START Task input

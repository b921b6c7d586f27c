use super::base_stream::BaseStream;
use super::error::{PdfError, PdfResult};
use super::lexer::Lexer;
use super::objstm::{self, DEFAULT_MAX_OBJECTS_PER_STREAM};
use super::pagetree::{self, PageRecord};
use super::parser::Parser;
use super::registry::ObjectRegistry;
use super::sink::{FileSink, WriteSink};
use super::stream::MemStream;
use super::value::PdfObject;
use super::writer;
use super::xref::XrefLoader;
use rustc_hash::FxHashSet;
use std::path::Path;

/// Whether a file handle is bound for reading or writing, matching
/// the read/write lifecycle below.
#[derive(Debug, Clone, Copy, PartialEq, Eq)]
pub enum Mode {
    Read,
    Write,
}

/// The per-object-stream cap, floor 1000. Passed to `PdfFile::open`.
#[derive(Debug, Clone, Copy)]
pub struct LoaderConfig {
    pub max_objects_per_stream: usize,
}

impl Default for LoaderConfig {
    fn default() -> Self {
        LoaderConfig {
            max_objects_per_stream: DEFAULT_MAX_OBJECTS_PER_STREAM,
        }
    }
}

/// One opened or newly created PDF document. Owns its registry and
/// flattened page list; their lifetimes end when this value is dropped or
/// `close`d.
pub struct PdfFile {
    name: Option<String>,
    version: String,
    mode: Mode,
    registry: ObjectRegistry,
    pages: Vec<PageRecord>,
    root_ref: Option<(u32, u16)>,
    info: Option<PdfObject>,
    id: Option<PdfObject>,
    next_object_number: u32,
    sink: Option<Box<dyn WriteSink>>,
}

impl PdfFile {
    /// Opens an existing PDF for reading. `on_error` is invoked exactly
    /// once if the open fails.
    pub fn open(path: &Path, config: LoaderConfig, mut on_error: impl FnMut(&str)) -> PdfResult<Self> {
        Self::open_inner(path, config).inspect_err(|e| on_error(&e.to_string()))
    }

    fn open_inner(path: &Path, config: LoaderConfig) -> PdfResult<Self> {
        let data = std::fs::read(path)?;
        let mut stream = MemStream::from_bytes(data);

        let version = parse_header(&mut stream)?;

        let mut registry = ObjectRegistry::new();
        let (loaded, pending_compressed) = {
            let mut loader = XrefLoader::new(&mut registry);
            let loaded = loader.load(&mut stream)?;
            (loaded, loader.pending_compressed.clone())
        };

        let mut decoded_streams = FxHashSet::default();
        for &(_obj_num, stream_num, _index) in &pending_compressed {
            if !decoded_streams.insert(stream_num) {
                continue;
            }
            let offset = registry
                .find(stream_num)
                .ok_or_else(|| PdfError::object_stream(format!("object stream {stream_num} not found")))?
                .offset;
            let value = materialize_object(&mut stream, &registry, offset)?;
            let data = value
                .as_stream_data()
                .ok_or_else(|| PdfError::object_stream(format!("object {stream_num} is not a stream")))?
                .to_vec();
            objstm::decode_object_stream(&value, &data, config.max_objects_per_stream, &mut registry)?;
        }

        // Materialize every uncompressed object's value up front. Entries
        // with a zero offset originated from an object stream and already
        // carry their value (see `decode_object_stream`); every file
        // begins with a header line, so no uncompressed object legitimately
        // starts at byte 0.
        let offsets: Vec<(u32, u64)> = registry
            .iter()
            .filter(|r| r.offset > 0)
            .map(|r| (r.number, r.offset))
            .collect();
        for (number, offset) in offsets {
            let value = materialize_object(&mut stream, &registry, offset)?;
            registry.set_value(number, value);
        }

        let root_ref = loaded
            .root
            .as_ref()
            .ok_or_else(|| PdfError::catalog("trailer /Root is not an indirect reference"))?;
        let catalog_value = registry
            .find(root_ref.0)
            .ok_or_else(|| PdfError::catalog(format!("root object {} not found", root_ref.0)))?
            .value
            .clone();
        let pages = pagetree::flatten_page_tree(&registry, &catalog_value)?;

        let name = path.file_name().map(|n| n.to_string_lossy().into_owned());
        let next_object_number = registry.iter().map(|r| r.number).max().map(|n| n + 1).unwrap_or(1);

        Ok(PdfFile {
            name,
            version,
            mode: Mode::Read,
            registry,
            pages,
            root_ref: Some(root_ref),
            info: loaded.info,
            id: loaded.id,
            next_object_number,
            sink: None,
        })
    }

    /// Creates a new PDF for writing. Default version is `"2.0"` when
    /// `version` is `None`.
    pub fn create(path: &Path, version: Option<&str>, mut on_error: impl FnMut(&str)) -> PdfResult<Self> {
        Self::create_inner(path, version).inspect_err(|e| on_error(&e.to_string()))
    }

    fn create_inner(path: &Path, version: Option<&str>) -> PdfResult<Self> {
        let version = version.unwrap_or("2.0").to_string();
        let mut sink: Box<dyn WriteSink> = Box::new(FileSink::create(path)?);
        writer::write_header(sink.as_mut(), &version)?;

        let name = path.file_name().map(|n| n.to_string_lossy().into_owned());
        Ok(PdfFile {
            name,
            version,
            mode: Mode::Write,
            registry: ObjectRegistry::new(),
            pages: Vec::new(),
            root_ref: None,
            info: None,
            id: None,
            next_object_number: 1,
            sink: Some(sink),
        })
    }

    /// Designates the catalog object written via `create_object` as this
    /// file's `/Root`. Write-mode only; required before `close` commits the
    /// trailer (the generalized xref/trailer writer needs a root to point
    /// at).
    pub fn set_root(&mut self, number: u32, generation: u16) {
        self.root_ref = Some((number, generation));
    }

    /// Closes the file. For write mode, this is the unique point at which
    /// the xref table and trailer are committed. The
    /// returned boolean is the conjunction of trailer emission and
    /// byte-stream close success.
    pub fn close(mut self) -> bool {
        if self.mode != Mode::Write {
            return true;
        }
        let Some(mut sink) = self.sink.take() else {
            return false;
        };
        let Some(root) = self.root_ref else {
            return false;
        };
        writer::write_xref_and_trailer(sink.as_mut(), &self.registry, root, None, self.id.as_ref()).is_ok()
    }

    pub fn find_object(&self, number: u32) -> Option<&PdfObject> {
        self.registry.find(number).map(|r| &r.value)
    }

    pub fn get_object(&self, index: usize) -> Option<&PdfObject> {
        self.registry.get(index).map(|r| &r.value)
    }

    pub fn num_objects(&self) -> usize {
        self.registry.count()
    }

    pub fn get_page(&self, index: usize) -> Option<&PdfObject> {
        self.pages.get(index).map(|p| &p.dict)
    }

    pub fn num_pages(&self) -> usize {
        self.pages.len()
    }

    pub fn name(&self) -> Option<&str> {
        self.name.as_deref()
    }

    pub fn version(&self) -> &str {
        &self.version
    }

    pub fn id(&self) -> Option<&PdfObject> {
        self.id.as_ref()
    }

    /// Appends a new object in write mode, writing it immediately and
    /// recording its file offset. Returns its assigned object number, or
    /// `None` in read mode.
    pub fn create_object(&mut self, dict: PdfObject) -> Option<u32> {
        if self.mode != Mode::Write {
            return None;
        }
        let number = self.next_object_number;
        let offset = writer::write_object(self.sink.as_mut()?.as_mut(), number, 0, &dict).ok()?;
        self.next_object_number += 1;
        self.registry.add_with_value(number, 0, offset, dict);
        Some(number)
    }
}

/// Header validation: first line must be `%PDF-1.d` or
/// `%PDF-2.d`, digit required.
fn parse_header(stream: &mut dyn BaseStream) -> PdfResult<String> {
    stream.set_pos(0)?;
    let line = stream
        .read_line()?
        .ok_or_else(|| PdfError::header("file is empty"))?;
    let text = String::from_utf8_lossy(&line);
    let version = text
        .strip_prefix("%PDF-")
        .ok_or_else(|| PdfError::header(format!("missing '%PDF-' header, found: {text}")))?;

    let mut chars = version.chars();
    let major = chars
        .next()
        .ok_or_else(|| PdfError::header("header version is empty"))?;
    if major != '1' && major != '2' {
        return Err(PdfError::header(format!("unsupported major version in header: {text}")));
    }
    if chars.next() != Some('.') {
        return Err(PdfError::header(format!("malformed header version: {text}")));
    }
    let minor = chars
        .next()
        .ok_or_else(|| PdfError::header(format!("header version missing minor digit: {text}")))?;
    if !minor.is_ascii_digit() {
        return Err(PdfError::header(format!("malformed header version: {text}")));
    }
    Ok(format!("{major}.{minor}"))
}

/// Parses the indirect object at `offset`, resolving its stream body (if
/// any) by following its `/Length` exactly one hop through `registry` when
/// `/Length` is itself an indirect reference. This replaces the unsafe
/// re-entrant self-pointer `fetch()` trick with a plain recursive call: a
/// `/Length` object is always a bare integer, so the recursion bottoms out
/// immediately without needing a shared mutable self-reference.
fn materialize_object(
    stream: &mut dyn BaseStream,
    registry: &ObjectRegistry,
    offset: u64,
) -> PdfResult<PdfObject> {
    let remaining = stream.length() - offset as usize;
    let sub = stream.make_sub_stream(offset as usize, remaining)?;
    let lexer = Lexer::new(sub)?;
    let mut parser = Parser::new(lexer)?;
    let (_number, _generation, mut value, stream_rel_offset) = parser.parse_indirect_object()?;

    if let Some(rel) = stream_rel_offset {
        let dict = value
            .as_dict()
            .ok_or_else(|| PdfError::parse("stream object has no dictionary"))?;
        let length_obj = dict
            .get("Length")
            .ok_or_else(|| PdfError::parse("stream object missing /Length"))?;
        let length = match length_obj {
            PdfObject::Number(n) => *n as usize,
            PdfObject::Ref { number, .. } => {
                let length_offset = registry
                    .find(*number)
                    .ok_or_else(|| PdfError::parse(format!("indirect /Length object {number} not found")))?
                    .offset;
                let resolved = materialize_object(stream, registry, length_offset)?;
                resolved
                    .as_i64()
                    .ok_or_else(|| PdfError::parse("indirect /Length did not resolve to a number"))?
                    as usize
            }
            other => return Err(PdfError::parse(format!("/Length must be a number or reference, found {other:?}"))),
        };
        let data_start = offset as usize + rel;
        let raw = stream.get_byte_range(data_start, data_start + length)?;
        value = PdfObject::Stream { dict: Box::new(value), data: raw };
    }

    Ok(value)
}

END Task input

[Required work] Your answer must be the lines above, unchanged, from the first one through the line that holds "use super::registry::ObjectRegistry;", inclusive, and no others.

[Output below]
repository b921b6c7d586f27c
use super::base_stream::BaseStream;
use super::error::{PdfError, PdfResult};
use super::lexer::Lexer;
use super::objstm::{self, DEFAULT_MAX_OBJECTS_PER_STREAM};
use super::pagetree::{self, PageRecord};
use super::parser::Parser;
use super::registry::ObjectRegistry;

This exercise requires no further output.